00:05:01-6 Julia Kranik: Ja, ich glaube, Humor ist eine Haltung, so. Woher ich die habe, kann ich jetzt nicht richtig sagen. Ob das irgendwie genetisch bedingt ist. Meine These ist so ein bisschen, also in meiner Familie war Humor nicht sehr angesagt. Und ich habe das Gefühl gehabt, dass war immer so ein bisschen Notwehr, dass ich so eine humorvolle Ader entwickelt habe. Und irgendwann habe ich entdeckt, dass es ein Mittel ist, auf die Welt zu gucken. Nicht das einzige, also ich finde es auch doof, es wird ja schnell zynisch, wenn man sich über alles lustig macht. Aber es ist natürlich ein Mittel, um Distanz zu gewinnen zu bestimmten Sachen, auch im Job. Und dann habe ich es natürlich geschult sozusagen über meinen Kolumnistinnenblick. Und ich glaube, Humor und Frauen ist ja noch mal ein ganz eigenes Thema, weil uns das ja nicht zugestanden wird, uns lustig zu machen, wir müssen immer alles ganz ernst nehmen. Das mit den Kindern müssen wir ganz ernst nehmen, das im Beruf müssen wir ganz ernst nehmen, den Haushalt müssen wir ernst nehmen. Und ja, da versuche ich eben auch als Frau meiner Generation irgendwie zu sagen, nein müssen wir überhaupt nicht, weil es ist eine Überlebensstrategie. Also jetzt im beruflichen Kontext ist es mir tatsächlich mal passiert, dass ich mich irgendwie wegen irgendwas beschwert habe bei meinem männlichen Vorgesetzten, sehr deutlich, was er offensichtlich unmöglich fand. Ich wurde dann irgendwie zum Gespräch gerufen und dann hat er mich wie in so einer schlechten Vorabendserie zusammengeschrien. Also so, dass ich dachte, so was gibt es doch gar nicht mehr. Ich stand am Türrahmen und er hat mich angebrüllt. Und ich glaube, mit 25 wäre ich irgendwie in Tränen ausgebrochen. Aber ich war ein bisschen älter und dann hat sich so ein Hebel in mir losgelassen, da habe ich gesagt, das ist ja total interessant, der steht da wie so ein Gorillamännchen und trommelt auf der Brust, das ist irre komisch, wie der sich hier benimmt. Und dann hat mir das irgendwie einen anderen Blick ermöglicht, dann konnte ich da so mit verschränkten Armen stehen und denken, Wahnsinn, wie der sich hier irgendwie im wahrsten Sinne des Wortes zum Affen macht und das so mehr oder weniger an mir abperlen lassen, um ihn dann irgendwann zu fragen, ob er jetzt fertig ist und wir irgendwie vernünftig miteinander reden könnten und habe am Ende ihm eine Entschuldigung abgerungen. Und ja, also bin lässig geblieben so, da war ich sehr stolz auf mich.

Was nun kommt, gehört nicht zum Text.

use crate::commands::{CmdMessage, CmdResult};
use crate::error::Result;
use crate::store::DataStore;
use chrono::NaiveDate;
use tracing::info;

pub fn run<S: DataStore>(store: &mut S, rental_id: i64, on: NaiveDate) -> Result<CmdResult> {
    let mut result = CmdResult::default();
    if !store.return_movie(rental_id, on)? {
        result.add_message(CmdMessage::warning(format!(
            "Rental {rental_id} not found or already returned"
        )));
        return Ok(result);
    }

    info!(rental_id, "movie returned");
    result.add_message(CmdMessage::success(format!(
        "Rental {rental_id} returned on {on}"
    )));
    if let Some(rental) = store.get_rental(rental_id)? {
        result.affected_rentals.push(rental);
    }
    Ok(result)
}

00:07:21-4 Christiane Brandes-Visbeck: Das ist aber schon der Königsweg.

00:07:24-2 Julia Kranik: Ja, da hatte ich auch irgendwie Glück. Ich bin auch nicht immer so cool, aber das ist so ein Mittel, finde ich, also insofern glaube ich, dass Frauen sich trauen sollten, Dinge weniger ernst zu nehmen, ja, und das auch zu äußern.

00:07:38-7 Christiane Brandes-Visbeck: Bei wem räsoniert dieser Gedanke, Dinge weniger ernst zu nehmen, bisschen mehr mit Humor? Also ich finde, Julia ist da ein mega Vorbild, vor allen Dingen, dass sich der Typ bei ihr entschuldigt hat, ein Vorgesetzter. Also wir lernen ja im Management immer, ja wenn jemand dich anschreit oder schlecht behandelt, geh aus der Situation raus, hole Luft, beende das Gespräch, das lesen wir ja auch auf LinkedIn jeden Tag. Und dass Julia es aber schafft, einfach durch eine Imagination, dass sie sich selber die Situation anders vorstellt, eine andere Haltung bekommt und dann aber so stark dadurch wird, ohne diesem Menschen einen Gesichtsverlust zuzumuten, finde ich schon ziemlich genial. Und genau mit dieser Kompetenz hat sie eben auch dieses Buch geschrieben. Julia hat einen ganz guten Blick auf Menschen, auf Situationen. Sie seziert Situationen, sie sieht alles, sie sieht Dinge, die andere Leute nicht sehen und beschreibt sie aber auf eine so großartige Weise. Also wenn es junge Leute sind…

00:08:27-0 Julia Kranik: Ich werde jetzt ein bisschen rot.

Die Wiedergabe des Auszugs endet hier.